Le préjudice global a été évalué à 55 milliards d’euros en quinze ans. Le scandale est arrivé d’Allemagne, où la fraude s’élève à plus de 7 milliards d’euros. La fraude est d’ampleur européenne, et concerne aussi la France, le Danemark, la Belgique… Le Monde a travaillé sur l’affaire aux côtés de médias de toute l’Europe. En Allemagne, l’hebdomadaire Die Zeit et le site d’investigation Correctiv ont œuvré à l’enquête, mais le rédacteur en chef du site Correctiv est poursuivi par la justice allemande, justement pour avoir trop bien enquêté sur le scandale CumEx.
On lui reproche les faits d’incitation à la violation du secret des affaires. «C’est une attaque à la liberté de la presse», a réagi la rédaction de Correctiv. On aurait pu s’attendre à ce que la justice poursuive ceux qui ont volé cet argent et le récupère.

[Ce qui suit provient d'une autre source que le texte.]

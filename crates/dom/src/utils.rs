//! Utility functions for markup text handling

use crate::arena::DomArena;
use crate::error::Result;
use crate::types::{NodeId, NodeType};
use ahash::AHashMap;
use std::borrow::Cow;
use std::sync::OnceLock;

/// Cap text length for log output, respecting char boundaries
pub fn cap_text_length(text: &str, max_len: usize) -> Cow<'_, str> {
    if text.len() <= max_len {
        return Cow::Borrowed(text);
    }
    let mut end = max_len;
    while !text.is_char_boundary(end) {
        end -= 1;
    }
    Cow::Owned(format!("{}...", &text[..end]))
}

/// Get all text content from node and its children
pub fn get_text_content(arena: &DomArena, node_id: NodeId) -> Result<String> {
    let mut text = String::new();

    arena.traverse_df(node_id, |_, node| {
        if node.node_type == NodeType::Text {
            text.push_str(&node.node_value);
        }
        Ok(())
    })?;

    Ok(text)
}

fn escape_with<'a>(input: &'a str, special: &[char]) -> Cow<'a, str> {
    if !input.contains(special) {
        return Cow::Borrowed(input);
    }
    let mut out = String::with_capacity(input.len() + 8);
    for c in input.chars() {
        match c {
            '&' => out.push_str("&amp;"),
            '<' if special.contains(&'<') => out.push_str("&lt;"),
            '>' if special.contains(&'>') => out.push_str("&gt;"),
            '"' if special.contains(&'"') => out.push_str("&quot;"),
            c => out.push(c),
        }
    }
    Cow::Owned(out)
}

/// Escape character data for a text node
pub fn escape_text(input: &str) -> Cow<'_, str> {
    escape_with(input, &['&', '<', '>'])
}

/// Escape a double-quoted attribute value
pub fn escape_attr(input: &str) -> Cow<'_, str> {
    escape_with(input, &['&', '"'])
}

fn named_entities() -> &'static AHashMap<&'static str, char> {
    static TABLE: OnceLock<AHashMap<&'static str, char>> = OnceLock::new();
    TABLE.get_or_init(|| {
        [
            ("amp", '&'),
            ("lt", '<'),
            ("gt", '>'),
            ("quot", '"'),
            ("apos", '\''),
            ("nbsp", '\u{a0}'),
            ("copy", '\u{a9}'),
            ("reg", '\u{ae}'),
            ("hellip", '\u{2026}'),
            ("mdash", '\u{2014}'),
            ("ndash", '\u{2013}'),
        ]
        .into_iter()
        .collect()
    })
}

/// Decode character references. Unknown or malformed references are kept
/// verbatim, as browsers do.
pub fn decode_entities(input: &str) -> Cow<'_, str> {
    if !input.contains('&') {
        return Cow::Borrowed(input);
    }

    let mut out = String::with_capacity(input.len());
    let mut rest = input;

    while let Some(amp) = rest.find('&') {
        out.push_str(&rest[..amp]);
        rest = &rest[amp..];

        let decoded = rest[1..].find(';').and_then(|semi| {
            let name = &rest[1..1 + semi];
            let c = if let Some(num) = name.strip_prefix('#') {
                let code = match num.strip_prefix(['x', 'X']) {
                    Some(hex) => u32::from_str_radix(hex, 16).ok(),
                    None => num.parse::<u32>().ok(),
                };
                code.and_then(char::from_u32)
            } else {
                named_entities().get(name).copied()
            };
            c.map(|c| (c, semi + 2))
        });

        match decoded {
            Some((c, consumed)) => {
                out.push(c);
                rest = &rest[consumed..];
            }
            None => {
                out.push('&');
                rest = &rest[1..];
            }
        }
    }

    out.push_str(rest);
    Cow::Owned(out)
}

#[cfg(test)]
mod tests {
    use super::*;
    use crate::types::DomNode;

    #[test]
    fn test_cap_text_length() {
        assert_eq!(cap_text_length("hello", 10), "hello");
        assert_eq!(cap_text_length("hello world", 5), "hello...");
        assert_eq!(cap_text_length("héllo", 2), "h...");
    }

    #[test]
    fn test_escape() {
        assert_eq!(escape_text("a < b & c > d"), "a &lt; b &amp; c &gt; d");
        assert_eq!(escape_attr(r#"say "hi" <now>"#), "say &quot;hi&quot; <now>");
        assert!(matches!(escape_text("plain"), Cow::Borrowed(_)));
    }

    #[test]
    fn test_decode_entities() {
        assert_eq!(decode_entities("a &lt;b&gt; &amp; c"), "a <b> & c");
        assert_eq!(decode_entities("&#65;&#x42;&apos;"), "AB'");
        assert_eq!(decode_entities("fish & chips"), "fish & chips");
        assert_eq!(decode_entities("&bogus; &"), "&bogus; &");
    }

    #[test]
    fn test_text_content() {
        let mut arena = DomArena::new();
        let p = arena.add_node(DomNode::element("p"));
        let a = arena.add_node(DomNode::text("one "));
        let b = arena.add_node(DomNode::element("b"));
        let c = arena.add_node(DomNode::text("two"));
        arena.append_child(p, a).unwrap();
        arena.append_child(p, b).unwrap();
        arena.append_child(b, c).unwrap();

        assert_eq!(get_text_content(&arena, p).unwrap(), "one two");
    }
}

Mais ce sont ceux qui ont révélé le scandale qui se retrouvent aujourd’hui poursuivis sur la base d’une demande des autorités suisses, qui ont elles-mêmes engagé une procédure à la suite d’une plainte d’une banque suisse lourdement impliquée dans le scandale CumEx. Oliver Schröm aurait incité un collaborateur de la banque suisse à révéler l’implication de la banque suisse dans CumEx.
Les poursuites engagées contre le rédacteur en chef se basent sur une loi déjà existante. Mais les journalistes sont d’autant plus inquiets que le Parlement allemand discute depuis cet automne d’une loi qui transposerait dans le droit allemand une directive européenne sur le secret des affaires des entreprises privées.
En France, une loi sur le secret des affaires a déjà été validée par le Conseil constitutionnel fin juillet.
L’Agence du médicament a refusé de rendre publique l’autorisation de mise sur le marché de la nouvelle formule – controversée – du Levothyrox, un médicament pour la thyroïde. Après la mise sur le marché de sa nouvelle formule, les signalements d’effets secondaires s’étaient multipliés. Plusieurs dizaines de plaintes avaient été déposées par des patients, mais l’Agence du médicament a préféré dissimuler des informations aux patients au nom du secret des affaires.
Plus largement, la loi de protection du secret des affaires adoptée en France pourrait aussi permettre, comme en Allemagne, aux entreprises de poursuivre des journalistes devant des tribunaux du commerce. Toujours sur la base de cette nouvelle loi, des représentants du personnel peuvent être poursuivis pour avoir diffusé des informations aux salariés.